Moreover, there are neurocognitive effects that are becoming more clearly understood, and these vary by type of cancer. Late effects can also influence heart function, lung health, bone density, and nearly any other organ system. We now have a greater understanding of these late effects, thanks to studies that outline the more common late effects and the timelines for when they may occur after treatment.

There are now better guidelines for monitoring these patients into adulthood, allowing us to be vigilant for any late effects and to treat them more promptly as they arise. Several studies and various approaches also aim to reduce the risk of late effects. These studies can be challenging because the occurrence of late effects in an individual are often not apparent until a long time after treatment. Additionally, some medications can be incorporated into chemotherapy regimens to help protect patients. Overall, I think there has been considerable progress in this area, and it’s a focus that many people are aware of and actively working on.

Are there any other notable developments in the world of childhood cancer treatment and research that you think our readers should be more aware of?

There is considerable work being done in pediatric cancer research, and significant advancements have been made in various therapies. Similar to adult cancer immunotherapies, I believe we are only beginning to explore the potential of immunotherapies for treating pediatric cancers, particularly leukemia and lymphoma.

Our understanding of very rare pediatric cancers is improving thanks to initiatives aimed at collaboration and knowledge accumulation for these unique patient groups.

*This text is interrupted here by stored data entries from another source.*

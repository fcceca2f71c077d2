use serde::Serialize;

use super::types::ScanVerdict;

#[derive(Debug, Clone, Copy, PartialEq, Eq, Serialize)]
#[serde(rename_all = "snake_case")]
pub enum FailureOrigin {
    Client,
    Server,
}

#[derive(Debug, Clone, PartialEq, Serialize)]
pub struct ScanFailure {
    pub error: String,
    pub origin: FailureOrigin,
}

#[derive(Debug, Clone, PartialEq, Serialize)]
#[serde(untagged)]
pub enum ScanResult {
    Success(ScanVerdict),
    Failure(ScanFailure),
}

impl ScanResult {
    pub fn client_failure(error: impl Into<String>) -> Self {
        Self::Failure(ScanFailure {
            error: error.into(),
            origin: FailureOrigin::Client,
        })
    }

    pub fn server_failure(error: impl Into<String>) -> Self {
        Self::Failure(ScanFailure {
            error: error.into(),
            origin: FailureOrigin::Server,
        })
    }

    pub fn is_failure(&self) -> bool {
        matches!(self, Self::Failure(_))
    }

    pub fn error(&self) -> Option<&str> {
        match self {
            Self::Failure(failure) => Some(failure.error.as_str()),
            Self::Success(_) => None,
        }
    }
}

#[cfg(test)]
mod tests {
    use super::*;
    use serde_json::json;

    #[test]
    fn failure_serializes_with_origin() {
        let value = serde_json::to_value(ScanResult::client_failure("Failed to fetch")).unwrap();
        assert_eq!(value, json!({"error": "Failed to fetch", "origin": "client"}));
    }
}
pub mod env;
mod loader;

pub use env::{ApiConfig, AppConfig, DirectoryConfig, DisplayConfig};
pub use loader::{load_config, parse_api_url};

We are working to learn how existing treatments can be improved and to develop studies that can benefit those with rare cancers.

One notable effort is the National Cancer Institute (NCI), My Pediatric and Adult Rare Tumor Network (MyPART), supported by the Cancer Moonshot, which has seen great success and taught us much. Additionally, the NCI-coordinated Childhood Cancer Data Initiative. aims to collect data from every child in the US with cancer, including clinical imaging and pathology, and enhance sharing and access to this data. This effort will also include a national registry for very rare pediatric, adolescent, and young adult cancers. These efforts and others will enhance our understanding of the natural history of these diseases and their molecular biology and hopefully lead to new discoveries and effective treatments for these young patients with cancer.

When you consider that individual centers might only see one patient with a rare cancer every five to ten years, meaningful progress relies on pooling knowledge and experiences from various sources. These collaborative efforts have already significantly impacted pediatric cancer research and treatment.